At the end of the term, the final results of the student work were turned into a physical exhibition, “Finding the Lost Monastery of Madre de Deus” which took place between February 14 to April 1, 2022 in the Museu de Civil, Department of Civil Engineering, Architecture and Resources at Instituto Superior Técnico.
Each of the eight groups presented their virtual reconstruction methods and results in an A3 portfolio which was the primary communication device of the work throughout the term. The portfolios served an important role in communicating the research such as the use of different historic sources and references to other buildings, the documentation of the decision making and modelling strategies used. Each group also presented a large poster that summarized their work in a compelling image. Like a title page, the image was meant to present a first glance of the project and to entice the viewer into the portfolios.

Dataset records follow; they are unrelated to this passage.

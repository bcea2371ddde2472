// Mock ledger for tests and local development
//
// Scriptable stand-in for a real ledger node: per-account nonce views,
// a settable fee estimate, queued submit failures, and confirmation on
// demand, after a fixed number of status polls, or once a transaction's
// bid clears a configurable market rate.

use super::{Address, FeeEstimate, FeeParams, LedgerClient, LedgerError, TxId, TxStatus};
use async_trait::async_trait;
use std::collections::HashMap;
use std::sync::Mutex;
use std::time::Duration;

/// A recorded submission, for test assertions
#[derive(Clone, Debug)]
pub struct Submission {
    pub account: Address,
    pub tx_id: TxId,
    pub nonce: u64,
    pub fee: FeeParams,
    pub payload: Vec<u8>,
}

struct MockTx {
    account: Address,
    nonce: u64,
    fee: FeeParams,
    status: TxStatus,
    polls: u32,
}

struct MockState {
    confirmed: HashMap<Address, u64>,
    pending: HashMap<Address, u64>,
    balances: HashMap<Address, u64>,
    fee: FeeEstimate,
    /// Scripted failures keyed by 1-based submit call sequence
    submit_failures: HashMap<u64, LedgerError>,
    txs: HashMap<TxId, MockTx>,
    submissions: Vec<Submission>,
    submit_calls: u64,
    next_id: u64,
}

/// Mock implementation of `LedgerClient`
pub struct MockLedger {
    state: Mutex<MockState>,
    confirm_after_polls: Option<u32>,
    confirm_at_fee: Option<u64>,
    delay_ms: u64,
}

impl MockLedger {
    /// Create a mock with zero nonces and a modest fee estimate
    pub fn new() -> Self {
        Self {
            state: Mutex::new(MockState {
                confirmed: HashMap::new(),
                pending: HashMap::new(),
                balances: HashMap::new(),
                fee: FeeEstimate {
                    base_fee: 20_000_000_000,
                    priority_fee: 1_000_000_000,
                },
                submit_failures: HashMap::new(),
                txs: HashMap::new(),
                submissions: Vec::new(),
                submit_calls: 0,
                next_id: 0,
            }),
            confirm_after_polls: None,
            confirm_at_fee: None,
            delay_ms: 0,
        }
    }

    /// Confirm every transaction after it has been polled N times
    pub fn with_confirm_after_polls(mut self, polls: u32) -> Self {
        self.confirm_after_polls = Some(polls);
        self
    }

    /// Confirm a transaction only once its max fee reaches this rate;
    /// lower bids stay pending forever (a congested fee market)
    pub fn with_confirm_at_fee(mut self, max_fee: u64) -> Self {
        self.confirm_at_fee = Some(max_fee);
        self
    }

    /// Add a delay before every response
    pub fn with_delay_ms(mut self, ms: u64) -> Self {
        self.delay_ms = ms;
        self
    }

    /// Seed an account's confirmed and pending nonce views
    pub fn with_account(self, account: &Address, confirmed: u64, pending: u64) -> Self {
        {
            let mut state = self.state.lock().unwrap();
            state.confirmed.insert(account.clone(), confirmed);
            state.pending.insert(account.clone(), pending);
        }
        self
    }

    /// Seed an account balance
    pub fn with_balance(self, account: &Address, balance: u64) -> Self {
        self.state
            .lock()
            .unwrap()
            .balances
            .insert(account.clone(), balance);
        self
    }

    /// Set the fee estimate returned from now on
    pub fn with_fee_estimate(self, fee: FeeEstimate) -> Self {
        self.state.lock().unwrap().fee = fee;
        self
    }

    /// Fail the very next submit call
    pub fn with_submit_failure(self, err: LedgerError) -> Self {
        self.with_submit_failure_at(1, err)
    }

    /// Fail the nth submit call (1-based)
    pub fn with_submit_failure_at(self, seq: u64, err: LedgerError) -> Self {
        self.state.lock().unwrap().submit_failures.insert(seq, err);
        self
    }

    /// Change the fee estimate mid-test
    pub fn set_fee_estimate(&self, fee: FeeEstimate) {
        self.state.lock().unwrap().fee = fee;
    }

    /// Mark a transaction confirmed and advance the confirmed nonce view
    pub fn confirm(&self, tx_id: &TxId) {
        let mut guard = self.state.lock().unwrap();
        let state = &mut *guard;
        if let Some(tx) = state.txs.get_mut(tx_id) {
            tx.status = TxStatus::Confirmed;
            let entry = state.confirmed.entry(tx.account.clone()).or_insert(0);
            *entry = (*entry).max(tx.nonce + 1);
        }
    }

    /// Mark a transaction failed
    pub fn fail(&self, tx_id: &TxId) {
        let mut state = self.state.lock().unwrap();
        if let Some(tx) = state.txs.get_mut(tx_id) {
            tx.status = TxStatus::Failed;
        }
    }

    /// Snapshot of every submission seen so far, in order
    pub fn submissions(&self) -> Vec<Submission> {
        self.state.lock().unwrap().submissions.clone()
    }

    async fn pause(&self) {
        if self.delay_ms > 0 {
            tokio::time::sleep(Duration::from_millis(self.delay_ms)).await;
        }
    }
}

impl Default for MockLedger {
    fn default() -> Self {
        Self::new()
    }
}

#[async_trait]
impl LedgerClient for MockLedger {
    async fn confirmed_nonce(&self, account: &Address) -> Result<u64, LedgerError> {
        self.pause().await;
        Ok(*self
            .state
            .lock()
            .unwrap()
            .confirmed
            .get(account)
            .unwrap_or(&0))
    }

    async fn pending_nonce(&self, account: &Address) -> Result<u64, LedgerError> {
        self.pause().await;
        Ok(*self
            .state
            .lock()
            .unwrap()
            .pending
            .get(account)
            .unwrap_or(&0))
    }

    async fn fee_estimate(&self) -> Result<FeeEstimate, LedgerError> {
        self.pause().await;
        Ok(self.state.lock().unwrap().fee)
    }

    async fn submit(
        &self,
        account: &Address,
        payload: &[u8],
        nonce: u64,
        fee: FeeParams,
    ) -> Result<TxId, LedgerError> {
        self.pause().await;
        let mut guard = self.state.lock().unwrap();
        let state = &mut *guard;

        state.submit_calls += 1;
        if let Some(err) = state.submit_failures.remove(&state.submit_calls) {
            return Err(err);
        }

        let confirmed = *state.confirmed.get(account).unwrap_or(&0);
        if nonce < confirmed {
            return Err(LedgerError::NonceTooLow(confirmed));
        }

        state.next_id += 1;
        let seed: [u8; 12] = rand::random();
        let tx_id = TxId::new(format!("0x{:04x}{}", state.next_id, hex::encode(seed)));

        let entry = state.pending.entry(account.clone()).or_insert(0);
        *entry = (*entry).max(nonce + 1);

        state.txs.insert(
            tx_id.clone(),
            MockTx {
                account: account.clone(),
                nonce,
                fee,
                status: TxStatus::Pending,
                polls: 0,
            },
        );
        state.submissions.push(Submission {
            account: account.clone(),
            tx_id: tx_id.clone(),
            nonce,
            fee,
            payload: payload.to_vec(),
        });

        Ok(tx_id)
    }

    async fn status(&self, tx_id: &TxId) -> Result<TxStatus, LedgerError> {
        self.pause().await;
        let mut guard = self.state.lock().unwrap();
        let state = &mut *guard;

        let tx = state
            .txs
            .get_mut(tx_id)
            .ok_or_else(|| LedgerError::Transient(format!("unknown transaction {tx_id}")))?;

        tx.polls += 1;
        if tx.status == TxStatus::Pending {
            let by_polls = self.confirm_after_polls.is_some_and(|n| tx.polls >= n);
            let by_fee = self.confirm_at_fee.is_some_and(|rate| tx.fee.max_fee >= rate);
            if by_polls || by_fee {
                tx.status = TxStatus::Confirmed;
            }
        }

        let status = tx.status;
        if status == TxStatus::Confirmed {
            let next = tx.nonce + 1;
            let account = tx.account.clone();
            let entry = state.confirmed.entry(account).or_insert(0);
            *entry = (*entry).max(next);
        }

        Ok(status)
    }

    async fn balance(&self, account: &Address) -> Result<u64, LedgerError> {
        self.pause().await;
        Ok(*self
            .state
            .lock()
            .unwrap()
            .balances
            .get(account)
            .unwrap_or(&0))
    }
}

In addition to these 2D contents, a 3D printed identifier of one of the primary historic sources used in each group’s project was also provided. These were created using heightfields of black and white renditions of the original sources such as paintings, historic drawings among others. These 3D objects served as physical wayfinding devices within the room and were intended to situate the audience into the research task of each group through the historic sources themselves.
Along with these identifiers, the two groups focusing on the chronological evolution of the building in time also presented 3D printings of the final results of their work. Cumulatively, these 3D models are part of a research agenda at the National Tile Museum to explore digital workflows in the representation of exhibition materials for the visually impaired.

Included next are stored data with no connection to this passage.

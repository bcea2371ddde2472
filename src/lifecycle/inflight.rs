// In-flight transaction records
//
// One record per submission attempt. At most one record per
// (account, nonce) is ever in state Submitted; a replacement marks the
// prior record Replaced in the same durable write that creates the new
// Submitted record.

use crate::ledger::{Address, FeeParams, TxId};
use crate::policy::TxPlan;
use serde::{Deserialize, Serialize};

/// Lifecycle state of an in-flight transaction
#[derive(Clone, Copy, Debug, PartialEq, Eq, Serialize, Deserialize)]
pub enum TxState {
    /// Submitted to the ledger, awaiting confirmation
    Submitted,
    /// Superseded by a higher-fee transaction at the same nonce
    Replaced,
    /// Included in a finalized block
    Confirmed,
    /// Rejected or reverted by the ledger
    Failed,
}

impl TxState {
    /// Terminal states are eligible for garbage collection once observed
    pub fn is_terminal(&self) -> bool {
        matches!(self, TxState::Replaced | TxState::Confirmed | TxState::Failed)
    }
}

/// A single outstanding (or historical) transaction for an account
#[derive(Clone, Debug, Serialize, Deserialize)]
pub struct InFlightTx {
    account: Address,
    nonce: u64,
    fee: FeeParams,
    payload: Vec<u8>,
    tx_id: TxId,
    /// Transaction this one replaced, if any
    replaces: Option<TxId>,
    /// Unix timestamp (seconds) of submission
    submitted_at: i64,
    state: TxState,
}

impl InFlightTx {
    /// Create a freshly submitted record
    pub fn new(account: Address, plan: &TxPlan, payload: Vec<u8>, tx_id: TxId) -> Self {
        Self {
            account,
            nonce: plan.nonce,
            fee: plan.fee,
            payload,
            tx_id,
            replaces: None,
            submitted_at: chrono::Utc::now().timestamp(),
            state: TxState::Submitted,
        }
    }

    /// Record which transaction this submission supersedes
    pub fn with_replaces(mut self, prior: TxId) -> Self {
        self.replaces = Some(prior);
        self
    }

    pub fn account(&self) -> &Address {
        &self.account
    }

    pub fn nonce(&self) -> u64 {
        self.nonce
    }

    pub fn fee(&self) -> FeeParams {
        self.fee
    }

    pub fn payload(&self) -> &[u8] {
        &self.payload
    }

    pub fn tx_id(&self) -> &TxId {
        &self.tx_id
    }

    pub fn replaces(&self) -> Option<&TxId> {
        self.replaces.as_ref()
    }

    pub fn submitted_at(&self) -> i64 {
        self.submitted_at
    }

    pub fn state(&self) -> TxState {
        self.state
    }

    pub fn set_state(&mut self, state: TxState) {
        self.state = state;
    }

    /// The nonce and fee of this record, as a plan usable for replacement
    pub fn plan(&self) -> TxPlan {
        TxPlan {
            nonce: self.nonce,
            fee: self.fee,
        }
    }
}
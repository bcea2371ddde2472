// Policy module - Nonce allocation and fee planning
// Decides which nonce and fee parameters a new or replacement transaction uses

mod engine;

pub use engine::{PolicyConfig, PolicyEngine, PolicyError, TxPlan};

Following the exhibition at the Museu de Civil, all of the contents have now been turned into a virtual experience to make all of this material accessible to a larger audience such as researchers, educators and even visitors of the National Tile Museum who want to learn more about the history of the building. The location of this virtual experience is a digital model of the D. Manuel Room of the National Tile Museum, an important space in the building which is thought to have originally housed the first Church of Madre de Deus in the 16th century. Taking advantage of the virtual environment, the online exhibition showcases each of the group’s final portfolios, posters, 3D printed identifiers and the HBIM models themselves.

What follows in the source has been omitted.